Na tarde de ontem (5), o centro de Recife voltou a viver sua tradição de atos de rua. A manifestação em memória do menino Miguel e contra o genocídio do povo negro, marcada para 13h, foi a primeira a reunir mais de uma centena de pessoas desde o início da pandemia de coronavírus.
O caso do menino Miguel alcançou repercussão nacional no dia 4 de junho e foi corretamente interpretado pelo movimento como mais um caso de racismo, um caso que conserva relações com o assassinato de George Floyd, nos Estados Unidos, e que engatilhou uma explosão social generalizada. Filho de uma empregada doméstica, Miguel morreu porque a patroa de sua mãe, que deveria estar observando o garoto, não viu quando ele entrou no elevador sozinho e acabou caindo do nono andar de um prédio.
O caso, em si, já causaria bastante comoção, visto que foi o filho de uma empregada doméstica que morreu tão somente porque ela estava sendo obrigada a trabalhar durante a pandemia. Mas há muito mais por trás dessa história. A patroa da mãe de Miguel é a esposa do atual prefeito de Tamandaré, cidade do litoral sul de Pernambuco, e mora em um dos edifícios que melhor simbolizam o luxo da burguesia pernambucana: as “torres gêmeas”, que serviram de inspiração para o filme “Aquarius”, de Kleber Mendonça Filho. Um prédio que já era alvo do ódio do povo pernambucano porque escancarava a desigualdade social da capital.
Além disso, a situação é especialmente comovente porque a situação das empregadas domésticas na pandemia de coronavírus é extremamente dramática. Não são poucos os casos em que as empregadas domésticas contraíram coronavírus por causa de seus patrões. E também não foram poucos os casos em que essas empregadas morreram por não ter plano de saúde, enquanto seus patrões permaneceram vivos. Cabe lembrar, inclusive, que esse não é um serviço essencial, mas as empregadas continuam em serviço porque o Estado não tem qualquer política para amparar esse setor da população: se não se submeter aos desmandos das madames, essas trabalhadoras morrerão de fome.
E foi exatamente por isso que o garoto Miguel morreu. A mãe, sendo obrigada a trabalhar, e também não tendo creche para deixar o filho, teve de levá-lo ao apartamento de sua patroa. No entanto, quando precisou sair para passear com o cachorro da família a qual servia, sua patroa ficou encarregada de cuidar de Miguel. Mas não cuidou: preferiu ficar pintando as unhas enquanto a criança morria por sua negligência. Como cantaram os manifestantes de ontem, “não foi acidente, foi crime”.

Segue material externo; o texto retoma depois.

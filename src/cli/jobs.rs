//! Job commands: listing, configuration, status, diff and bulk toggles

use super::{ensure_success, line, run_checked};
use anyhow::{Result, bail};
use jenkee::executor::JenkinsCli;
use similar::TextDiff;
use std::fmt::Write as _;

/// Prints status, health, permalinks and trigger relations of `args[0]`
const JOB_STATUS: &str = r#"def job = jenkins.model.Jenkins.instance.getItemByFullName(args[0])
if (!job) {
    println "ERROR: Job not found"
    return
}

println "=== Job: " + job.fullName + " ==="
println ""
println "Status: " + (job.disabled ? "DISABLED" : "ENABLED")
println "Buildable: " + job.buildable
println ""

if (job.buildHealth && job.buildHealth.score != null) {
    def health = job.buildHealth
    println "=== Health ==="
    println "Score: " + health.score + "%"
    println "Description: " + health.description
    println ""
}

println "=== Last Builds ==="
[
    "Last Build": job.lastBuild,
    "Last Stable Build": job.lastStableBuild,
    "Last Successful Build": job.lastSuccessfulBuild,
    "Last Failed Build": job.lastFailedBuild,
    "Last Unsuccessful Build": job.lastUnsuccessfulBuild,
    "Last Completed Build": job.lastCompletedBuild
].each { label, build ->
    if (build) {
        println label + ": #" + build.number
    }
}
println ""

println "=== Downstream Projects ==="
if (job.downstreamProjects) {
    job.downstreamProjects.each { println "  - " + it.fullName }
} else {
    println "  (none)"
}
println ""

println "=== Upstream Projects ==="
if (job.upstreamProjects) {
    job.upstreamProjects.each { println "  - " + it.fullName }
} else {
    println "  (none)"
}
"#;

/// Lists the jobs of `view`, or every job when `view` is `None`
pub fn list_jobs(cli: &dyn JenkinsCli, view: Option<&str>) -> Result<String> {
    let args: Vec<&str> = view.into_iter().collect();
    let what = match view {
        Some(view) => format!("Failed to list jobs in view '{view}'"),
        None => "Failed to list jobs".to_string(),
    };
    let output = run_checked(cli, "list-jobs", &args, None, what)?;

    let jobs = output.stdout.trim();
    if !jobs.is_empty() {
        return Ok(line(jobs));
    }
    Ok(match view {
        Some(view) => format!("No jobs found in view '{view}'\n"),
        None => "No jobs found\n".to_string(),
    })
}

/// Fetches the XML configuration of a job
pub fn get_job(cli: &dyn JenkinsCli, job: &str) -> Result<String> {
    let output = run_checked(
        cli,
        "get-job",
        &[job],
        None,
        format_args!("Failed to get config for job '{job}'"),
    )?;
    Ok(line(&output.stdout))
}

/// Reports a job's status and trigger relations
pub fn job_status(cli: &dyn JenkinsCli, job: &str) -> Result<String> {
    let output = ensure_success(
        cli.run_groovy(JOB_STATUS, &[job])?,
        format_args!("Failed to get status for job '{job}'"),
    )?;

    let report = output.stdout.trim();
    if report.starts_with("ERROR:") {
        bail!("Job '{job}' not found");
    }
    if report.is_empty() {
        bail!("Failed to get status for job '{job}'");
    }
    Ok(line(report))
}

/// Unified diff between the configurations of two jobs
pub fn job_diff(cli: &dyn JenkinsCli, first: &str, second: &str) -> Result<String> {
    let left = run_checked(
        cli,
        "get-job",
        &[first],
        None,
        format_args!("Failed to get job '{first}'"),
    )?;
    let right = run_checked(
        cli,
        "get-job",
        &[second],
        None,
        format_args!("Failed to get job '{second}'"),
    )?;

    if left.stdout == right.stdout {
        return Ok(format!(
            "No differences found between '{first}' and '{second}'\n"
        ));
    }

    Ok(line(
        &TextDiff::from_lines(left.stdout.as_str(), right.stdout.as_str())
            .unified_diff()
            .context_radius(3)
            .header(first, second)
            .to_string(),
    ))
}

/// Copies a job under a new name
pub fn copy_job(cli: &dyn JenkinsCli, source: &str, destination: &str) -> Result<String> {
    run_checked(
        cli,
        "copy-job",
        &[source, destination],
        None,
        format_args!("Failed to copy job '{source}' to '{destination}'"),
    )?;
    Ok(format!(
        "✓ Successfully copied job '{source}' to '{destination}'\n"
    ))
}

/// Creates a job from an XML configuration
pub fn create_job(cli: &dyn JenkinsCli, job: &str, xml: &str) -> Result<String> {
    run_checked(
        cli,
        "create-job",
        &[job],
        Some(xml),
        format_args!("Failed to create job '{job}'"),
    )?;
    Ok(format!("✓ Successfully created job '{job}'\n"))
}

/// Replaces a job's XML configuration
pub fn update_job(cli: &dyn JenkinsCli, job: &str, xml: &str) -> Result<String> {
    run_checked(
        cli,
        "update-job",
        &[job],
        Some(xml),
        format_args!("Failed to update job '{job}'"),
    )?;
    Ok(format!("✓ Successfully updated job '{job}'\n"))
}

/// Per-job operations that may partially fail
#[derive(Copy, Clone, Debug, PartialEq, Eq)]
pub enum BulkAction {
    /// `delete-job`
    Delete,
    /// `enable-job`
    Enable,
    /// `disable-job`
    Disable,
}

impl BulkAction {
    fn command(self) -> &'static str {
        match self {
            Self::Delete => "delete-job",
            Self::Enable => "enable-job",
            Self::Disable => "disable-job",
        }
    }

    fn verb(self) -> &'static str {
        match self {
            Self::Delete => "delete",
            Self::Enable => "enable",
            Self::Disable => "disable",
        }
    }

    fn past(self) -> &'static str {
        match self {
            Self::Delete => "deleted",
            Self::Enable => "enabled",
            Self::Disable => "disabled",
        }
    }
}

/// Runs `action` once per job; fails if any job failed
pub fn bulk(cli: &dyn JenkinsCli, action: BulkAction, jobs: &[String]) -> Result<String> {
    let mut failures = String::new();
    let mut failed = 0;

    for job in jobs {
        let output = cli.run(action.command(), &[job.as_str()], None)?;
        if output.is_success() {
            tracing::info!(job = %job, action = action.verb(), "Job updated");
            continue;
        }
        failed += 1;
        let _ = writeln!(failures, "Failed to {} job '{job}'", action.verb());
        let stderr = output.stderr.trim();
        if !stderr.is_empty() {
            let _ = writeln!(failures, "{stderr}");
        }
    }

    if failed > 0 {
        if failed < jobs.len() {
            let _ = writeln!(
                failures,
                "Warning: {} job(s) {}, {failed} failed",
                jobs.len() - failed,
                action.past()
            );
        }
        bail!("{}", failures.trim_end());
    }

    if let [job] = jobs {
        return Ok(format!("✓ Successfully {} job '{job}'\n", action.past()));
    }
    let mut text = format!("✓ Successfully {} {} job(s)\n", action.past(), jobs.len());
    for job in jobs {
        let _ = writeln!(text, "  - {job}");
    }
    Ok(text)
}

#[cfg(test)]
mod tests {
    use super::*;
    use jenkee::executor::{CliOutput, ScriptedCli};
    use pretty_assertions::assert_eq;

    #[test]
    fn test_list_jobs_in_view() {
        let cli = ScriptedCli::new().respond("list-jobs", CliOutput::success("api\nweb\n"));
        assert_eq!(list_jobs(&cli, Some("Backend")).unwrap(), "api\nweb\n");
        assert_eq!(cli.calls()[0].args, vec!["Backend"]);
    }

    #[test]
    fn test_list_jobs_empty() {
        let cli = ScriptedCli::new().respond("list-jobs", CliOutput::success("\n"));
        assert_eq!(
            list_jobs(&cli, Some("Empty")).unwrap(),
            "No jobs found in view 'Empty'\n"
        );
        assert_eq!(list_jobs(&cli, None).unwrap(), "No jobs found\n");
        assert!(cli.calls()[1].args.is_empty());
    }

    #[test]
    fn test_job_status_passes_name_as_argument() {
        let cli = ScriptedCli::new().respond(
            "groovy",
            CliOutput::success("=== Job: it's ===\n\nStatus: ENABLED\n"),
        );
        let text = job_status(&cli, "it's").unwrap();
        assert!(text.starts_with("=== Job: it's ==="));

        let call = &cli.calls()[0];
        assert_eq!(call.args, vec!["=", "it's"]);
        assert!(!call.stdin.as_deref().unwrap().contains("it's"));
    }

    #[test]
    fn test_job_status_not_found() {
        let cli = ScriptedCli::new().respond("groovy", CliOutput::success("ERROR: Job not found\n"));
        let err = job_status(&cli, "ghost").unwrap_err();
        assert_eq!(err.to_string(), "Job 'ghost' not found");
    }

    #[test]
    fn test_job_diff_identical() {
        let cli = ScriptedCli::new().respond("get-job", CliOutput::success("<project/>\n"));
        assert_eq!(
            job_diff(&cli, "a", "b").unwrap(),
            "No differences found between 'a' and 'b'\n"
        );
    }

    #[test]
    fn test_job_diff_unified() {
        let cli = ScriptedCli::new()
            .respond("get-job", CliOutput::success("<project>\n  <disabled>false</disabled>\n</project>\n"))
            .respond("get-job", CliOutput::success("<project>\n  <disabled>true</disabled>\n</project>\n"));
        let diff = job_diff(&cli, "staging", "prod").unwrap();

        assert!(diff.starts_with("--- staging\n+++ prod\n"));
        assert!(diff.contains("-  <disabled>false</disabled>\n"));
        assert!(diff.contains("+  <disabled>true</disabled>\n"));
    }

    #[test]
    fn test_job_diff_reports_missing_job() {
        let cli = ScriptedCli::new().respond("get-job", CliOutput::failure(3, "No such job 'x'"));
        let err = job_diff(&cli, "x", "y").unwrap_err();
        assert_eq!(err.to_string(), "Failed to get job 'x'\nNo such job 'x'");
    }

    #[test]
    fn test_create_job_sends_xml_on_stdin() {
        let cli = ScriptedCli::new().respond("create-job", CliOutput::success(""));
        let text = create_job(&cli, "new", "<project/>").unwrap();
        assert_eq!(text, "✓ Successfully created job 'new'\n");
        assert_eq!(cli.calls()[0].stdin.as_deref(), Some("<project/>"));
    }

    #[test]
    fn test_bulk_all_succeed() {
        let cli = ScriptedCli::new().respond("disable-job", CliOutput::success(""));
        let one = bulk(&cli, BulkAction::Disable, &["api".to_string()]).unwrap();
        assert_eq!(one, "✓ Successfully disabled job 'api'\n");

        let many = bulk(&cli, BulkAction::Disable, &["api".to_string(), "web".to_string()]).unwrap();
        assert_eq!(many, "✓ Successfully disabled 2 job(s)\n  - api\n  - web\n");
        assert_eq!(cli.call_count("disable-job"), 3);
    }

    #[test]
    fn test_bulk_partial_failure() {
        let cli = ScriptedCli::new()
            .respond("delete-job", CliOutput::success(""))
            .respond("delete-job", CliOutput::failure(3, "No such job 'ghost'"));
        let err = bulk(&cli, BulkAction::Delete, &["api".to_string(), "ghost".to_string()])
            .unwrap_err();

        assert_eq!(
            err.to_string(),
            "Failed to delete job 'ghost'\nNo such job 'ghost'\nWarning: 1 job(s) deleted, 1 failed"
        );
        assert_eq!(cli.call_count("delete-job"), 2);
    }
}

É por tudo isso que a morte do menino Miguel representa que o caso serviu para quebrar a paralisia total ao qual a esquerda pernambucana estava imersa. Ainda que timidamente, o movimento negro e alguns outros setores da esquerda decidiram convocar um ato de protesto contra a morte do menino Miguel. O ato, por sua vez, expressou toda essa revolta acumulada: verdade é que poucos ali conheciam Miguel ou seus familiares, mas todos sentiram que a morte do garoto era parte de algo muito maior: era o resultado da luta política em curso. O ato de ontem foi, portanto, não apenas um ato de protesto contra a morte trágica de um garoto, mas a expressão de uma tendência muito forte do povo sair às ruas contra a política assassina, racista, genocida e fascista da burguesia, que colocou no poder um representante da extrema-direita, o golpista Jair Bolsonaro.
Embora o ato tenha sido organizado e convocado pela esquerda, também contou com uma adesão de setores mais proletários quando este alcançou seu final: as “torres gêmeas”. Moradores de rua e jovens do centro do Recife aderiram ao ato e foi aí que a manifestação se tornou mais radical, expressando a tendência à radicalização que se viu nos atos em São Paulo e no Paraná. Esses setores compreenderam de maneira ainda mais clara a luta de classes e gritaram em bom som o que seria a “justiça para Miguel”: invadir o prédio e arrancar a assassina de de lá.